CenturyLink operates two very different products: legacy DSL under the CenturyLink name (typically 10–140 Mbps) and symmetric fiber marketed as Quantum Fiber (500 Mbps to multi-gig). Your speed test expectations should be set by which product serves your address — the difference is an order of magnitude.

What speeds should CenturyLink / Quantum Fiber deliver?

Quantum Fiber wired tests should show symmetric speeds close to plan — 500/500 or 940/940 Mbps on gigabit. CenturyLink DSL depends on distance from the equipment: nearby homes may see 100+ Mbps, distant ones under 20 Mbps, and that ceiling is physical, not fixable in-home.

On DSL, also watch ping and jitter — long copper runs and interleaving can push latency up, which affects calls and gaming more than raw bandwidth does.

Slow CenturyLink / Quantum Fiber speeds? Try this first

  1. 1Confirm your product: symmetric test results mean fiber; heavily asymmetric results with modest download mean DSL.
  2. 2DSL users: test with the modem plugged into the phone jack closest to where the line enters the house, with DSL filters on all other jacks.
  3. 3Quantum Fiber users can usually bypass the rented router with their own via the ONT's ethernet handoff.
  4. 4If DSL speeds dropped suddenly, ask CenturyLink to check the line — corroded outdoor wiring degrades sync rates and shows up after rain.

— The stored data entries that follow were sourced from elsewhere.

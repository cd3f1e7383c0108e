//! Extraction configuration.
//!
//! Follows a builder pattern with validation. Every field has a default so a
//! partial YAML file only overrides what it names.

use crate::error::{Error, Result};
use serde::{Deserialize, Serialize};
use std::path::Path;

/// Selectors for non-content subtrees the DOM fallback never descends into.
pub const DEFAULT_STRIP_SELECTORS: &[&str] = &[
    ".bp3-popover-wrapper",
    ".bp3-popover-target",
    ".bp3-tooltip-indicator",
    "[class*='copy']",
    "button",
    ".roam-toolkit-copy-icon",
    ".rm-block-ref__copy",
    "[data-tooltip]",
    ".rm-caret",
    ".rm-bullet",
    ".rm-multibar",
    "svg",
    ".bp3-icon",
    ".rm-block-ref__delete",
    ".rm-code-block__settings-bar",
    ".CodeMirror-gutters",
];

/// Configuration for one extraction engine.
#[derive(Debug, Clone, Serialize, Deserialize, PartialEq, Eq)]
#[serde(default)]
pub struct ExtractionConfig {
    /// Deepest descendant level the tree walker visits (root = 0)
    pub max_tree_depth: usize,
    /// How many levels of nested block references are expanded
    pub max_ref_depth: usize,
    /// Replace `((uid))` references with the referenced content
    pub resolve_block_refs: bool,
    /// Attributes consulted, in order, for the root block uid
    pub uid_attributes: Vec<String>,
    /// Length of the uid suffix carried by rendered element ids
    pub uid_suffix_len: usize,
    /// Selector for elements holding one block's rendered text
    pub block_text_selector: String,
    /// Selectors for subtrees skipped by the DOM fallback
    pub strip_selectors: Vec<String>,
}

impl Default for ExtractionConfig {
    fn default() -> Self {
        Self {
            max_tree_depth: 32,
            max_ref_depth: 3,
            resolve_block_refs: true,
            uid_attributes: vec!["data-uid".to_string(), "data-block-uid".to_string()],
            uid_suffix_len: 9,
            block_text_selector: ".rm-block-text".to_string(),
            strip_selectors: DEFAULT_STRIP_SELECTORS
                .iter()
                .map(|s| s.to_string())
                .collect(),
        }
    }
}

impl ExtractionConfig {
    /// Create default configuration
    pub fn new() -> Self {
        Self::default()
    }

    /// Create a builder starting from defaults
    pub fn builder() -> ExtractionConfigBuilder {
        ExtractionConfigBuilder::default()
    }

    /// Validate configuration
    pub fn validate(&self) -> Result<()> {
        if self.max_tree_depth == 0 {
            return Err(Error::config_error("max_tree_depth must be at least 1"));
        }
        if self.uid_suffix_len == 0 {
            return Err(Error::config_error("uid_suffix_len must be at least 1"));
        }
        if self.block_text_selector.trim().is_empty() {
            return Err(Error::config_error("block_text_selector cannot be empty"));
        }
        Ok(())
    }

    /// Parse and validate a YAML document
    pub fn from_yaml_str(yaml: &str) -> Result<Self> {
        let config: Self = serde_yaml::from_str(yaml)
            .map_err(|e| Error::config_error(format!("Invalid extraction config: {}", e)))?;
        config.validate()?;
        Ok(config)
    }

    /// Load configuration from a YAML file
    pub async fn load(path: &Path) -> Result<Self> {
        let content = tokio::fs::read_to_string(path).await.map_err(|e| {
            Error::config_error(format!(
                "Failed to load config from {}: {}",
                path.display(),
                e
            ))
        })?;
        Self::from_yaml_str(&content)
    }
}

/// Builder for ExtractionConfig
#[derive(Debug, Default)]
pub struct ExtractionConfigBuilder {
    config: ExtractionConfig,
}

impl ExtractionConfigBuilder {
    pub fn max_tree_depth(mut self, depth: usize) -> Self {
        self.config.max_tree_depth = depth;
        self
    }

    pub fn max_ref_depth(mut self, depth: usize) -> Self {
        self.config.max_ref_depth = depth;
        self
    }

    pub fn resolve_block_refs(mut self, resolve: bool) -> Self {
        self.config.resolve_block_refs = resolve;
        self
    }

    pub fn uid_attributes<I, S>(mut self, attrs: I) -> Self
    where
        I: IntoIterator<Item = S>,
        S: Into<String>,
    {
        self.config.uid_attributes = attrs.into_iter().map(Into::into).collect();
        self
    }

    pub fn uid_suffix_len(mut self, len: usize) -> Self {
        self.config.uid_suffix_len = len;
        self
    }

    pub fn block_text_selector(mut self, selector: impl Into<String>) -> Self {
        self.config.block_text_selector = selector.into();
        self
    }

    /// Add one selector to the strip list
    pub fn strip_selector(mut self, selector: impl Into<String>) -> Self {
        self.config.strip_selectors.push(selector.into());
        self
    }

    /// Build and validate
    pub fn build(self) -> Result<ExtractionConfig> {
        self.config.validate()?;
        Ok(self.config)
    }
}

CenturyLink / Quantum Fiber speed test FAQ

What's the difference between CenturyLink and Quantum Fiber?
Same parent company, different networks: CenturyLink is the legacy DSL brand over copper phone lines; Quantum Fiber is the fiber-optic service with symmetric speeds. Quantum Fiber replaces DSL where it's built out.
Why is my CenturyLink DSL so slow?
DSL speed falls with distance from the provider's equipment — long or degraded copper lines physically can't carry high speeds. If your sync rate is the limit, only a fiber upgrade or different provider changes it.
What speeds does Quantum Fiber offer?
Symmetric plans typically at 500 Mbps and 940 Mbps, with multi-gig tiers in some markets. Wired speed tests should closely match the advertised numbers in both directions.